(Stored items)
━━━━━━━━━━━━━━━━━━━━━━━━━━━━━━

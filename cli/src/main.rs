// Copyright (c) 2026 ALAS Technology. MIT License.
// See LICENSE for details.

//! # PRISM CLI
//!
//! Entry point for the `prism` binary. Parses arguments, initializes
//! logging, wires the core to the in-process reference adapters and prints
//! every result as pretty JSON on stdout.
//!
//! - `derive-root`: root identity address of an owner key
//! - `derive-context`: context address under a root
//! - `access`: root, temporary context and solvency proof in one go
//! - `status`: binder and prover modes
//! - `version`: build and protocol information

mod cli;
mod logging;

use std::sync::Arc;

use anyhow::{Context, Result};
use clap::Parser;
use ed25519_dalek::SigningKey;
use rand::rngs::OsRng;
use serde::Serialize;

use prism_protocol::amount::parse_amount;
use prism_protocol::binder::{LocalMpcCluster, MpcEncryptionService};
use prism_protocol::config::{SimulationPolicy, PROGRAM_ID, ZKP_CURVE};
use prism_protocol::identity::{derive_context_address, derive_root_address, parse_owner, Address};
use prism_protocol::ledger::{InMemoryLedger, LedgerService};
use prism_protocol::zkp::{Groth16Backend, ProvingBackend};
use prism_protocol::{EncryptedAccess, PrismConfig};

use cli::{BackendArgs, Commands, PrismCli};

/// Cluster address used for the local MPC cluster when none is configured.
const LOCAL_MPC_CLUSTER: &str = "local-mpc-cluster";
/// Program address paired with [`LOCAL_MPC_CLUSTER`].
const LOCAL_MPC_PROGRAM: &str = "local-mpc-program";

#[tokio::main]
async fn main() -> Result<()> {
    let cli = PrismCli::parse();
    logging::init_logging(&cli.log_level, cli.log_format);

    let config = match &cli.config {
        Some(path) => PrismConfig::load(path)
            .with_context(|| format!("failed to load config from {}", path.display()))?,
        None => PrismConfig::default(),
    };

    match cli.command {
        Commands::DeriveRoot(args) => {
            let owner = parse_owner(&args.owner).context("invalid owner key")?;
            print_json(&derive_root_address(&owner)?)
        }
        Commands::DeriveContext(args) => {
            let root: Address = args.root.parse().context("invalid root address")?;
            print_json(&derive_context_address(&root, args.index)?)
        }
        Commands::Access(args) => {
            let value = parse_amount(&args.value).context("invalid --value")?;
            let threshold = parse_amount(&args.threshold).context("invalid --threshold")?;
            let owner = match &args.owner {
                Some(raw) => parse_owner(raw).context("invalid --owner")?,
                None => {
                    let owner = throwaway_owner();
                    tracing::info!(%owner, "generated throwaway owner key");
                    owner
                }
            };

            let access = build_access(config, &args.backend);
            let granted = access
                .quick_access(&owner, &value, &threshold)
                .await
                .context("quick access failed")?;
            print_json(&granted)
        }
        Commands::Status(args) => {
            let access = build_access(config, &args);
            let status = access
                .initialize()
                .await
                .context("failed to initialize backends")?;
            print_json(&status)
        }
        Commands::Version => {
            print_version();
            Ok(())
        }
    }
}

/// Wire the core to the in-process adapters. With `--live` the MPC cluster
/// and Groth16 backend are brought up and simulation is refused.
fn build_access(mut config: PrismConfig, args: &BackendArgs) -> EncryptedAccess {
    if let Some(cluster) = &args.mpc_cluster {
        config.binder.mpc_cluster = Some(cluster.clone());
    }
    if let Some(program) = &args.mpc_program {
        config.binder.mpc_program = Some(program.clone());
    }

    let ledger: Arc<dyn LedgerService> = Arc::new(InMemoryLedger::new());
    if !args.live {
        return EncryptedAccess::new(config, ledger, None, None);
    }

    let cluster_address = config
        .binder
        .mpc_cluster
        .get_or_insert_with(|| LOCAL_MPC_CLUSTER.to_string())
        .clone();
    config
        .binder
        .mpc_program
        .get_or_insert_with(|| LOCAL_MPC_PROGRAM.to_string());
    config.binder.simulation = SimulationPolicy::Deny;
    config.prover.simulation = SimulationPolicy::Deny;

    tracing::info!(cluster = %cluster_address, "live backends configured");
    let mpc: Arc<dyn MpcEncryptionService> = Arc::new(LocalMpcCluster::new(cluster_address));
    let backend: Arc<dyn ProvingBackend> = Arc::new(match args.setup_seed {
        Some(seed) => Groth16Backend::with_seed(seed),
        None => Groth16Backend::new(),
    });
    EncryptedAccess::new(config, ledger, Some(mpc), Some(backend))
}

fn throwaway_owner() -> Address {
    Address::from_bytes(SigningKey::generate(&mut OsRng).verifying_key().to_bytes())
}

fn print_json<T: Serialize>(value: &T) -> Result<()> {
    let rendered = serde_json::to_string_pretty(value).context("failed to serialize result")?;
    println!("{rendered}");
    Ok(())
}

fn print_version() {
    println!("prism      {}", env!("CARGO_PKG_VERSION"));
    println!("program id {}", PROGRAM_ID);
    println!("zkp curve  {}", ZKP_CURVE);
}
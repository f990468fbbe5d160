//! # CLI Interface
//!
//! Command-line argument structure for `prism`, using `clap` derive. Every
//! option that configures the core can also come from a `PRISM_*`
//! environment variable.

use clap::{Parser, Subcommand};
use std::path::PathBuf;

use crate::logging::LogFormat;

/// PRISM client.
///
/// Derives identity addresses and runs solvency proofs against the
/// in-process reference ledger, MPC cluster and Groth16 backend.
#[derive(Parser, Debug)]
#[command(name = "prism", about = "PRISM command-line client", version, propagate_version = true)]
pub struct PrismCli {
    /// JSON runtime configuration. Flags override what it sets.
    #[arg(long, short = 'c', global = true, env = "PRISM_CONFIG")]
    pub config: Option<PathBuf>,

    /// Default log filter when `RUST_LOG` is not set.
    #[arg(long, global = true, env = "PRISM_LOG_LEVEL", default_value = "prism=info,prism_protocol=info")]
    pub log_level: String,

    /// Log output format: `pretty` or `json`.
    #[arg(long, global = true, env = "PRISM_LOG_FORMAT", default_value = "pretty", value_parser = parse_log_format)]
    pub log_format: LogFormat,

    /// Subcommand to execute.
    #[command(subcommand)]
    pub command: Commands,
}

/// Top-level subcommands.
#[derive(Subcommand, Debug)]
pub enum Commands {
    /// Derive the root identity address of an owner key.
    DeriveRoot(DeriveRootArgs),
    /// Derive the address of a context under a root.
    DeriveContext(DeriveContextArgs),
    /// Open a temporary context and prove the value meets the threshold.
    Access(AccessArgs),
    /// Resolve and print the binder and prover modes.
    Status(BackendArgs),
    /// Print version information and exit.
    Version,
}

#[derive(Parser, Debug)]
pub struct DeriveRootArgs {
    /// Base58 Ed25519 owner public key.
    pub owner: String,
}

#[derive(Parser, Debug)]
pub struct DeriveContextArgs {
    /// Base58 root identity address.
    pub root: String,
    /// Context index (0..=65535).
    pub index: u64,
}

#[derive(Parser, Debug)]
pub struct AccessArgs {
    /// Private value, in base units. Never logged.
    #[arg(long)]
    pub value: String,

    /// Public threshold, in base units.
    #[arg(long)]
    pub threshold: String,

    /// Base58 owner key. A throwaway key is generated when omitted.
    #[arg(long, env = "PRISM_OWNER")]
    pub owner: Option<String>,

    #[command(flatten)]
    pub backend: BackendArgs,
}

/// Which backends the reference stack brings up.
#[derive(Parser, Debug, Clone)]
pub struct BackendArgs {
    /// Run against a local MPC cluster and a Groth16 backend instead of
    /// the simulations. Fails rather than downgrading.
    #[arg(long, env = "PRISM_LIVE")]
    pub live: bool,

    /// MPC cluster address.
    #[arg(long, env = "PRISM_MPC_CLUSTER")]
    pub mpc_cluster: Option<String>,

    /// MPC program address.
    #[arg(long, env = "PRISM_MPC_PROGRAM")]
    pub mpc_program: Option<String>,

    /// Fixed seed for the Groth16 setup. Random when omitted.
    #[arg(long, env = "PRISM_SETUP_SEED")]
    pub setup_seed: Option<u64>,
}

fn parse_log_format(s: &str) -> Result<LogFormat, String> {
    match s.to_lowercase().as_str() {
        "pretty" => Ok(LogFormat::Pretty),
        "json" => Ok(LogFormat::Json),
        other => Err(format!("unknown log format `{other}` (expected pretty or json)")),
    }
}

#[cfg(test)]
mod tests {
    use super::*;
    use clap::CommandFactory;

    #[test]
    fn verify_cli_structure() {
        PrismCli::command().debug_assert();
    }

    #[test]
    fn parses_access_flags() {
        let cli = PrismCli::try_parse_from([
            "prism",
            "access",
            "--value",
            "500",
            "--threshold",
            "100",
            "--live",
            "--setup-seed",
            "7",
        ])
        .unwrap();
        match cli.command {
            Commands::Access(args) => {
                assert_eq!(args.value, "500");
                assert_eq!(args.threshold, "100");
                assert!(args.backend.live);
                assert_eq!(args.backend.setup_seed, Some(7));
            }
            other => panic!("unexpected command {other:?}"),
        }
    }

    #[test]
    fn rejects_unknown_log_format() {
        assert!(PrismCli::try_parse_from(["prism", "--log-format", "xml", "version"]).is_err());
    }
}
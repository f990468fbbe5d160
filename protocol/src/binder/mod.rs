//! # Commitment Binder
//!
//! Encrypts a secret for a specific context and publishes a hash commitment
//! to it. See [`engine`] for the flow, [`commitment`] for the hash and
//! [`mpc`] for the cluster interface.

pub mod commitment;
pub mod engine;
pub mod mpc;

pub use commitment::{
    compute_commitment, open_commitment, open_data_commitment, verify_commitment_format,
    BinderMode, Commitment,
};
pub use engine::CommitmentBinder;
pub use mpc::{LocalMpcCluster, MpcEncryptionService, MpcError};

━━━━━━━━━━━━━━━━━━━━━━━━━━━━━━

_Problem statement_: Here the output must be the lines above from the line with "# CLI Interface" to the line with "pub struct AccessArgs", both included, duplicated word for word and nothing else.

_Response to this task_:
//! # CLI Interface
//!
//! Command-line argument structure for `prism`, using `clap` derive. Every
//! option that configures the core can also come from a `PRISM_*`
//! environment variable.

use clap::{Parser, Subcommand};
use std::path::PathBuf;

use crate::logging::LogFormat;

/// PRISM client.
///
/// Derives identity addresses and runs solvency proofs against the
/// in-process reference ledger, MPC cluster and Groth16 backend.
#[derive(Parser, Debug)]
#[command(name = "prism", about = "PRISM command-line client", version, propagate_version = true)]
pub struct PrismCli {
    /// JSON runtime configuration. Flags override what it sets.
    #[arg(long, short = 'c', global = true, env = "PRISM_CONFIG")]
    pub config: Option<PathBuf>,

    /// Default log filter when `RUST_LOG` is not set.
    #[arg(long, global = true, env = "PRISM_LOG_LEVEL", default_value = "prism=info,prism_protocol=info")]
    pub log_level: String,

    /// Log output format: `pretty` or `json`.
    #[arg(long, global = true, env = "PRISM_LOG_FORMAT", default_value = "pretty", value_parser = parse_log_format)]
    pub log_format: LogFormat,

    /// Subcommand to execute.
    #[command(subcommand)]
    pub command: Commands,
}

/// Top-level subcommands.
#[derive(Subcommand, Debug)]
pub enum Commands {
    /// Derive the root identity address of an owner key.
    DeriveRoot(DeriveRootArgs),
    /// Derive the address of a context under a root.
    DeriveContext(DeriveContextArgs),
    /// Open a temporary context and prove the value meets the threshold.
    Access(AccessArgs),
    /// Resolve and print the binder and prover modes.
    Status(BackendArgs),
    /// Print version information and exit.
    Version,
}

#[derive(Parser, Debug)]
pub struct DeriveRootArgs {
    /// Base58 Ed25519 owner public key.
    pub owner: String,
}

#[derive(Parser, Debug)]
pub struct DeriveContextArgs {
    /// Base58 root identity address.
    pub root: String,
    /// Context index (0..=65535).
    pub index: u64,
}

#[derive(Parser, Debug)]
pub struct AccessArgs {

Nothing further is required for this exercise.